(RECORDS TO PROCESS)

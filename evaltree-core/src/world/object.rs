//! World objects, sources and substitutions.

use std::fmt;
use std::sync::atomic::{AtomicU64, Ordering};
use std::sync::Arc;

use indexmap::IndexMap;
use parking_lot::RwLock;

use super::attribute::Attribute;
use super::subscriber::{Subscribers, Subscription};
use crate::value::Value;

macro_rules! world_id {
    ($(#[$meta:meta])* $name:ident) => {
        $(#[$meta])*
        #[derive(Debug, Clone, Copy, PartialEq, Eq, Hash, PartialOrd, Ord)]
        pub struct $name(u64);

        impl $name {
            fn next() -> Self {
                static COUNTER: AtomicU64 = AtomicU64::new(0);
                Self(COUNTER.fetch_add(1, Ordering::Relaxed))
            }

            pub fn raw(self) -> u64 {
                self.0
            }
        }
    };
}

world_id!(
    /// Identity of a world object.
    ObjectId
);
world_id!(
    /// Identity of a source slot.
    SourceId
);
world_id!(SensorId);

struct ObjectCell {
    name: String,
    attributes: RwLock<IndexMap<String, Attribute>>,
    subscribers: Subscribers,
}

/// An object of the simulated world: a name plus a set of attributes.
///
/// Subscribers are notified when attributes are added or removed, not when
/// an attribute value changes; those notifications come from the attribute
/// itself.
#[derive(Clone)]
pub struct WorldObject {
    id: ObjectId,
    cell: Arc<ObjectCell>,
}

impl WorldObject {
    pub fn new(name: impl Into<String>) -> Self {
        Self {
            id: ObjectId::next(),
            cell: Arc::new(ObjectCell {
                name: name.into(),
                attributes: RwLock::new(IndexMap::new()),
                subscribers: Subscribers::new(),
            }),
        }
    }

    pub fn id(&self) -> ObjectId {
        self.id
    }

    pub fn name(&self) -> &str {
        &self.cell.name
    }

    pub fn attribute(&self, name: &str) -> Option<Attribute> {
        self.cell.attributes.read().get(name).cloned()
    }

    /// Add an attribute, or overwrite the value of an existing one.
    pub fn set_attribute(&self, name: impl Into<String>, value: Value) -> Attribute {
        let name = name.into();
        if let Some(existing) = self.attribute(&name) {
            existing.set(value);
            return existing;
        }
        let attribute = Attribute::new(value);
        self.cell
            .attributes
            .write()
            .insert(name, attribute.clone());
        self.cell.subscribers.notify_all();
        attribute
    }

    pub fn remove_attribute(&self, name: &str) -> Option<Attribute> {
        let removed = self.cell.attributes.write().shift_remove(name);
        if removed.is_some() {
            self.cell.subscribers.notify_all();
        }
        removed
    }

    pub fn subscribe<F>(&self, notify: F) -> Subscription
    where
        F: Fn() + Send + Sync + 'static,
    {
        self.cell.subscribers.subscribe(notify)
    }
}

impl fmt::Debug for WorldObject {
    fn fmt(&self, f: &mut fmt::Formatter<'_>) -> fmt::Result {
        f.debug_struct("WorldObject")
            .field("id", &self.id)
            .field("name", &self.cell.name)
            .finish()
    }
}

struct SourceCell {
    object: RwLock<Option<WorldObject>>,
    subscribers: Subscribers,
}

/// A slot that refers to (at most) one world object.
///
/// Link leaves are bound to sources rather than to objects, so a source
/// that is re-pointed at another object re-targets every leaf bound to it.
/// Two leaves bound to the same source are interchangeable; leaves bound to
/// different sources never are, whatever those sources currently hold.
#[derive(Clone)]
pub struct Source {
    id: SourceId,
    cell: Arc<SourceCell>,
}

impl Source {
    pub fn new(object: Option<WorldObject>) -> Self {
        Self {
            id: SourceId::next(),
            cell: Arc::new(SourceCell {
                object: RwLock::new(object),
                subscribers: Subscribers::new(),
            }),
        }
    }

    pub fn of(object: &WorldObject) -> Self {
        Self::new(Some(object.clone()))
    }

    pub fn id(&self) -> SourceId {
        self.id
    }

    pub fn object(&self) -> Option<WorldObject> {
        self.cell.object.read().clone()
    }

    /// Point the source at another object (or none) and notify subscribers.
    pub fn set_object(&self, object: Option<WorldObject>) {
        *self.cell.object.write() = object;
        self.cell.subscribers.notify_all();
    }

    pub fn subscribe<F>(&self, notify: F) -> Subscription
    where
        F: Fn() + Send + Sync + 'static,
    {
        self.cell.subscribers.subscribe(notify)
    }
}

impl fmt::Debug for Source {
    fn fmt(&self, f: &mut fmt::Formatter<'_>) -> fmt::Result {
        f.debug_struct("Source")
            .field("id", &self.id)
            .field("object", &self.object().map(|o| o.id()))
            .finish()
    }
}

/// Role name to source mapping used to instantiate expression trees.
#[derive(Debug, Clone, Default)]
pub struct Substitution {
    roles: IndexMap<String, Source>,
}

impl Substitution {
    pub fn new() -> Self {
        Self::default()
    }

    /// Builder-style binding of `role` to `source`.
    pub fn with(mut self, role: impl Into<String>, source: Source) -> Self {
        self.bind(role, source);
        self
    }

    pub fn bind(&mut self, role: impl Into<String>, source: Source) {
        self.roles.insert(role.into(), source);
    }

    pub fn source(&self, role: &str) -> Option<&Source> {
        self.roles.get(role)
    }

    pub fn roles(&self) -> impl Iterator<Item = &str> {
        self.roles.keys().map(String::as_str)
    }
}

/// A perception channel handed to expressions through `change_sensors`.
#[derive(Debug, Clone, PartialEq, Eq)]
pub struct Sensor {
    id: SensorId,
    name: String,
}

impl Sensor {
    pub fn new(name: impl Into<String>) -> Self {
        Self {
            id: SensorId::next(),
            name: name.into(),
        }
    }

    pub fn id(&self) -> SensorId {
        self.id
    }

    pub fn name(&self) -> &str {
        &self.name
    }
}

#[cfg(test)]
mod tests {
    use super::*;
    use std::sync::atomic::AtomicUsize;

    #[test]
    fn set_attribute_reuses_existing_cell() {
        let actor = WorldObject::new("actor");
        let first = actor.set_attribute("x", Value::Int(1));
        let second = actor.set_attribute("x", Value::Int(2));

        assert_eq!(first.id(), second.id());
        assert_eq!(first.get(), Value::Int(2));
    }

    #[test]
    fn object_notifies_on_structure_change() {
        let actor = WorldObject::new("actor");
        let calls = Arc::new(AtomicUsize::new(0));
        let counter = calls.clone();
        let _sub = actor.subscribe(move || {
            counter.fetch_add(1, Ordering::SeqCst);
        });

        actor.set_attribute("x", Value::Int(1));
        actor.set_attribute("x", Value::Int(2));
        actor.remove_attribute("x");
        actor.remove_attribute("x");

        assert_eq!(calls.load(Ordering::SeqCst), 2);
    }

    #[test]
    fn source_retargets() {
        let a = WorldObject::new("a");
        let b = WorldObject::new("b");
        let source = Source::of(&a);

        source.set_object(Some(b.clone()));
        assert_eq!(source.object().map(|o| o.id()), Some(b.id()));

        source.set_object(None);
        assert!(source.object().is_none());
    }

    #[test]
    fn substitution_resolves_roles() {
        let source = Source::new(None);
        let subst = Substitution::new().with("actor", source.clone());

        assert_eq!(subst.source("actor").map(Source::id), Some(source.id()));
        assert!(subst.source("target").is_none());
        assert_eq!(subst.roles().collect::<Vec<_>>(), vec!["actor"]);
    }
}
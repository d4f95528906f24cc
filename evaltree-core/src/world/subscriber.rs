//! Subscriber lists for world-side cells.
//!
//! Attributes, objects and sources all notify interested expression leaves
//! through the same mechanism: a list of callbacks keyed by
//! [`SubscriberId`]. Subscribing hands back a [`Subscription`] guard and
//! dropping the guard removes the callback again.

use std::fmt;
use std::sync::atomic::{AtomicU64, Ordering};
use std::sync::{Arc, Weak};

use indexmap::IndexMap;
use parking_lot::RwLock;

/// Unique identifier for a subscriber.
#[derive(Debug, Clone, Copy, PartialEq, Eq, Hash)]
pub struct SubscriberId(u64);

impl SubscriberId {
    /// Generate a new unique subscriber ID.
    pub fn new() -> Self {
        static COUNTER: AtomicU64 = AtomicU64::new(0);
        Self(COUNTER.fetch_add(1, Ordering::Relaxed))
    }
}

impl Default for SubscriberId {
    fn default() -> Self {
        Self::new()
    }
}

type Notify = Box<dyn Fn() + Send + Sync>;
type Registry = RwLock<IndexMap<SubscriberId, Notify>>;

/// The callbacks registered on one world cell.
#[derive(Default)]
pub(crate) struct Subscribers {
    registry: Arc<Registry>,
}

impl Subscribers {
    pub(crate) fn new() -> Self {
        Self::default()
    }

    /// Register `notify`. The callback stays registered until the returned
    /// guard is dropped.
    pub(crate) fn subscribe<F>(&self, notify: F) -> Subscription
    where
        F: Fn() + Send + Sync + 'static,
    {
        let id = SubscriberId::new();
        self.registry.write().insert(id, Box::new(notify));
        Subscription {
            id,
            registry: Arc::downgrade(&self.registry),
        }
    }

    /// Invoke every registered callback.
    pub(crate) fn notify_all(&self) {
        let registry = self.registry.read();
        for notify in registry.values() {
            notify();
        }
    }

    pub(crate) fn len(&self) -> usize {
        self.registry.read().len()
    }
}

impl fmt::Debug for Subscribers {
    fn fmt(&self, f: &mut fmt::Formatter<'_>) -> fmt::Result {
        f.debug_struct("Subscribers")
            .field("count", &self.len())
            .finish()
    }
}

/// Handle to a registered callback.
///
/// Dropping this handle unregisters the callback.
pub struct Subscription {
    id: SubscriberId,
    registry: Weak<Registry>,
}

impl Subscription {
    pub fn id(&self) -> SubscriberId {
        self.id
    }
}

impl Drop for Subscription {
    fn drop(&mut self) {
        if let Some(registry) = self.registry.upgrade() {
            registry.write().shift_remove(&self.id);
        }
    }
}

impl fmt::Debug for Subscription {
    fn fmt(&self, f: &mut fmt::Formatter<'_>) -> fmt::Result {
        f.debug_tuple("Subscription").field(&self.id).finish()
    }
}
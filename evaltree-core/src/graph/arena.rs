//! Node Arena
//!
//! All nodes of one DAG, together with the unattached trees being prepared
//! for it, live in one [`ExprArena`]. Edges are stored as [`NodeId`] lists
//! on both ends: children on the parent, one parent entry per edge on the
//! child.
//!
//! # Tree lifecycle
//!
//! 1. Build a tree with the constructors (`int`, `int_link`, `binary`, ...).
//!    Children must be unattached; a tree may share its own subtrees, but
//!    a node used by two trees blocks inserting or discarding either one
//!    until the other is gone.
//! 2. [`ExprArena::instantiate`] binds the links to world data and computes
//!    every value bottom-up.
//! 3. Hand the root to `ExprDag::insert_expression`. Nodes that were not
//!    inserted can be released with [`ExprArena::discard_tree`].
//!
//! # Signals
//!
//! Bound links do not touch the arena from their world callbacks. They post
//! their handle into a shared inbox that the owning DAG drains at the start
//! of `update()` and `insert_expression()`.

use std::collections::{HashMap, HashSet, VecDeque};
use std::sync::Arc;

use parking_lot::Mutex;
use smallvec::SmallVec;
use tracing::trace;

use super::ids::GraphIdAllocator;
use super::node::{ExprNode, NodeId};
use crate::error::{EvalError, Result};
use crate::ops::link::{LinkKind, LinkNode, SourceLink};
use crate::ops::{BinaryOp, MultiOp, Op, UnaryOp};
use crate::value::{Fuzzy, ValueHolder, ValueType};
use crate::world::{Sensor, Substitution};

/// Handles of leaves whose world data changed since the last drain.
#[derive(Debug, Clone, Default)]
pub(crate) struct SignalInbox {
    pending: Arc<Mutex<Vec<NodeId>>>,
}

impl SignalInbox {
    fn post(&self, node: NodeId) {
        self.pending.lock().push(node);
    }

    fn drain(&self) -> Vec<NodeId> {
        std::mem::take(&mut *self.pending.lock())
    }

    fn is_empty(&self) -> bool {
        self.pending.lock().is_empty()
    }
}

(End RECORDS TO PROCESS)

**THE PROBLEM:**
All lines from the listing above that include "crate" should be shown.

**YOUR RESPONSE:**
use crate::value::Value;
pub(crate) struct Subscribers {
    pub(crate) fn new() -> Self {
    pub(crate) fn subscribe<F>(&self, notify: F) -> Subscription
    pub(crate) fn notify_all(&self) {
    pub(crate) fn len(&self) -> usize {
use crate::error::{EvalError, Result};
use crate::ops::link::{LinkKind, LinkNode, SourceLink};
use crate::ops::{BinaryOp, MultiOp, Op, UnaryOp};
use crate::value::{Fuzzy, ValueHolder, ValueType};
use crate::world::{Sensor, Substitution};
pub(crate) struct SignalInbox {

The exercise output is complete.